**EXERCISE DETAILS**
Copy each line of the records that contains the word "Ordering".

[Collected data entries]
.....
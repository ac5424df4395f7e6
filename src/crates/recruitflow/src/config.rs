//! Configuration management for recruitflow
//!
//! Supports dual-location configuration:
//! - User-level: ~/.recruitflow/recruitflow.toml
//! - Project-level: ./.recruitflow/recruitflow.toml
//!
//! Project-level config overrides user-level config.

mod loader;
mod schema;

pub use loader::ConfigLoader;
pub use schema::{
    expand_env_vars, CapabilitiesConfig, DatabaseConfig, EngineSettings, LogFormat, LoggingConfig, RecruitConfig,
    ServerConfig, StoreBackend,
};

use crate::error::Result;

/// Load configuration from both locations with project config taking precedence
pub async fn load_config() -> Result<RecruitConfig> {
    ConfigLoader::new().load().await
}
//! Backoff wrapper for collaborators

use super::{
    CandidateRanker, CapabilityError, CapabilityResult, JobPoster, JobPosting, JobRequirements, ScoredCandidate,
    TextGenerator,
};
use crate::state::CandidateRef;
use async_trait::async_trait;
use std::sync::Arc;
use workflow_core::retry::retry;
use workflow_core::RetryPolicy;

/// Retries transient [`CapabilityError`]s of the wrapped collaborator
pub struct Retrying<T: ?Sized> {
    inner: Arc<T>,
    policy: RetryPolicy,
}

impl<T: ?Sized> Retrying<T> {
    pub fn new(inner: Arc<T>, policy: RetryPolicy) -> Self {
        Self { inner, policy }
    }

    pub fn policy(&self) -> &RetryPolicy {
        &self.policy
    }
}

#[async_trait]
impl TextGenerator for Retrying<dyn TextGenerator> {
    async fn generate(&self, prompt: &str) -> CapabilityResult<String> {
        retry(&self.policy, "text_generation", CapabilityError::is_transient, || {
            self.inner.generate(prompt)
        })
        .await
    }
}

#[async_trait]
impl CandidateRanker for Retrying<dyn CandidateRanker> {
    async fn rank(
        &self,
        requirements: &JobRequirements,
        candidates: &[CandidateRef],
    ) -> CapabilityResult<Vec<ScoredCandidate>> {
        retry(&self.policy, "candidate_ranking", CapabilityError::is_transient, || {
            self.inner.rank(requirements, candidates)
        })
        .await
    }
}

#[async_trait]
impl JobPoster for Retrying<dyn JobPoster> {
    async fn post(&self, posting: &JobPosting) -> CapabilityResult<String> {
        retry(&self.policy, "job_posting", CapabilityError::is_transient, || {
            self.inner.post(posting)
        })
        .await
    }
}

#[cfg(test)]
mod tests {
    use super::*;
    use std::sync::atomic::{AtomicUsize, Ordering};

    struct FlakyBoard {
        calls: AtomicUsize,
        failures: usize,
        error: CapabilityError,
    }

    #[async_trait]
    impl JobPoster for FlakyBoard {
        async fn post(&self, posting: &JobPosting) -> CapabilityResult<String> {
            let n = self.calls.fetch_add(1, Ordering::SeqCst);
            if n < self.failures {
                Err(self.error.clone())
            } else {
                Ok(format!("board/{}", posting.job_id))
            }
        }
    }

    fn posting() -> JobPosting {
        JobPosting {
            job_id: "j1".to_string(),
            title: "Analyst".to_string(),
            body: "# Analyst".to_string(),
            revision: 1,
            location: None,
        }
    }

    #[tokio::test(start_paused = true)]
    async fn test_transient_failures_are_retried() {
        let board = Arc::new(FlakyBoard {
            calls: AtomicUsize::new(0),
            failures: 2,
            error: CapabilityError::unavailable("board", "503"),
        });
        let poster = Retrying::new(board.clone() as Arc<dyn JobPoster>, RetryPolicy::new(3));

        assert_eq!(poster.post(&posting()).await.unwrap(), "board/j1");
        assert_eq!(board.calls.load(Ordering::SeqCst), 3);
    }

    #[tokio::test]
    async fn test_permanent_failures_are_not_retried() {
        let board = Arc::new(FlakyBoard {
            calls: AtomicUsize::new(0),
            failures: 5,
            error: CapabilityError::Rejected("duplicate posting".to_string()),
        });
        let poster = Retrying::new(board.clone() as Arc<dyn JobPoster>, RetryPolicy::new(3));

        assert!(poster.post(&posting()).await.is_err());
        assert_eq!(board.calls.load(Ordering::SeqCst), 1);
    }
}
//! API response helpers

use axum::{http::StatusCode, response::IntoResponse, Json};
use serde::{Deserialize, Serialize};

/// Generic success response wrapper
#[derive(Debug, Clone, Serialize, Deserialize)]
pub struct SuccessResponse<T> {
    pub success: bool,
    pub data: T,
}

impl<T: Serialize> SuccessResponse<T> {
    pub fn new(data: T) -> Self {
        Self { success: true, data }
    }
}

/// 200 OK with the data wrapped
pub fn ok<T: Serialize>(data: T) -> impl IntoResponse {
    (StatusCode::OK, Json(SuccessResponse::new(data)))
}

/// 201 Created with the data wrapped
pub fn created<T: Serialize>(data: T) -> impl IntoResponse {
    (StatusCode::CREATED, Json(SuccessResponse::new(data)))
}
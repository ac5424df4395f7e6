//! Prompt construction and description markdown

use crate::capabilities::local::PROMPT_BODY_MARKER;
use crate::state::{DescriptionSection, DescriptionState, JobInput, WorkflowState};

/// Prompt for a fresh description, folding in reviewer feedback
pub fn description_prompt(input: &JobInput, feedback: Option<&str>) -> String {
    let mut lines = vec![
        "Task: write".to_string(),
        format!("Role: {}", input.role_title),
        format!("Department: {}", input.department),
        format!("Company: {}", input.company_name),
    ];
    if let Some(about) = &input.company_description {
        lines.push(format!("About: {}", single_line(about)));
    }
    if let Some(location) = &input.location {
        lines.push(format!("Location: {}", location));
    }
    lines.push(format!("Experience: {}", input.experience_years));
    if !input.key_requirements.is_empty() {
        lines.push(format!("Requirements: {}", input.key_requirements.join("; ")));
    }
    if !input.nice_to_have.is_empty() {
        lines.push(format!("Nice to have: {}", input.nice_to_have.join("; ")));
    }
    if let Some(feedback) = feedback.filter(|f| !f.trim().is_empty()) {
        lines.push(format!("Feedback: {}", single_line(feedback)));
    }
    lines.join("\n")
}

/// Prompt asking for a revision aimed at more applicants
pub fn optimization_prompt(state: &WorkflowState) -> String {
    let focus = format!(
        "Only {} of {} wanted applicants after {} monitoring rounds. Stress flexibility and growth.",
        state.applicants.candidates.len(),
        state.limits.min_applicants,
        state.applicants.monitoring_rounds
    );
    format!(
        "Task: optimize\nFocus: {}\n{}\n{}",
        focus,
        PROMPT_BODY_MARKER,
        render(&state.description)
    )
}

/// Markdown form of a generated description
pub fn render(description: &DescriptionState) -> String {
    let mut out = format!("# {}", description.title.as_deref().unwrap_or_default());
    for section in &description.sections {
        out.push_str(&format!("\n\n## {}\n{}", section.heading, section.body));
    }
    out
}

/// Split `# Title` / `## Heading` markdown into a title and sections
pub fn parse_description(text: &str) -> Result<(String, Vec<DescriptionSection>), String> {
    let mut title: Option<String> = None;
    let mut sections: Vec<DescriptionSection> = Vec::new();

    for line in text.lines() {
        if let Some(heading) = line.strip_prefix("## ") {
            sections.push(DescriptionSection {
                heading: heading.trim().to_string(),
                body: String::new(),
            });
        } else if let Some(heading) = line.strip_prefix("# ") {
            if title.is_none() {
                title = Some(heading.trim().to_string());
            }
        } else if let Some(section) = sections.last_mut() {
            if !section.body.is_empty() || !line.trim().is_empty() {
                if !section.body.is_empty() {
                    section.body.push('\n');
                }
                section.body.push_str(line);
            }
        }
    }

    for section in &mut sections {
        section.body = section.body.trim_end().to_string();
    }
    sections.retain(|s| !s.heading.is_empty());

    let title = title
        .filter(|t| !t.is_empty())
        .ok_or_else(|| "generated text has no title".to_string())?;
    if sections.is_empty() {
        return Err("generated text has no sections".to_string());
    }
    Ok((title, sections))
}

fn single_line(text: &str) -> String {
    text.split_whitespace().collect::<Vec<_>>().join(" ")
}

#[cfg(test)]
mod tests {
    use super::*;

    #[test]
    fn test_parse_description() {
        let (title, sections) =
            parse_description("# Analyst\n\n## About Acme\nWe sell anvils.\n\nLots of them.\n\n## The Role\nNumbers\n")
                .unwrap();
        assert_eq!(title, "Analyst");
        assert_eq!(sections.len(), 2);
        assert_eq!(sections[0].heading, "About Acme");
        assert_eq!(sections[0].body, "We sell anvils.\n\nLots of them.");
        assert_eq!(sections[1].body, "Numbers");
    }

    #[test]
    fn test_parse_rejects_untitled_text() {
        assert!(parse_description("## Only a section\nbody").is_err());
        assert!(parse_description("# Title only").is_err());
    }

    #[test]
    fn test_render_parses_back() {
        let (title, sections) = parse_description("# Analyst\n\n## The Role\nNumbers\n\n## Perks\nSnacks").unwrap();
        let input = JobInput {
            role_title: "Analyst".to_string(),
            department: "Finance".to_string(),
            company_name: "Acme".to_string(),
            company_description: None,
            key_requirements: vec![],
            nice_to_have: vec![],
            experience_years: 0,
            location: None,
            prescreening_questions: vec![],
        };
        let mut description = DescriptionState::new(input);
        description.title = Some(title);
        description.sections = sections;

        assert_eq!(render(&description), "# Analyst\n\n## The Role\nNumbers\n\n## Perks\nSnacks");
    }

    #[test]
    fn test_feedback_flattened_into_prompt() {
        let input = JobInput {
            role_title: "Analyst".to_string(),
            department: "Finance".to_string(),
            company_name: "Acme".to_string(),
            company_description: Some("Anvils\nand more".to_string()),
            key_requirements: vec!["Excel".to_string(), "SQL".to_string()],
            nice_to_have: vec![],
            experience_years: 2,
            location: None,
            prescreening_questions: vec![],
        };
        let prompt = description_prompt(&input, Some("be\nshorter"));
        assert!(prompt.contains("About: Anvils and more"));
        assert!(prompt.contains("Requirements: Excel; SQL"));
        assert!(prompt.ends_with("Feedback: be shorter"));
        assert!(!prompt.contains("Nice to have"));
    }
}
.....
**COMPLETED TASK**
    use std::sync::atomic::{AtomicUsize, Ordering};
            let n = self.calls.fetch_add(1, Ordering::SeqCst);
        assert_eq!(board.calls.load(Ordering::SeqCst), 3);
        assert_eq!(board.calls.load(Ordering::SeqCst), 1);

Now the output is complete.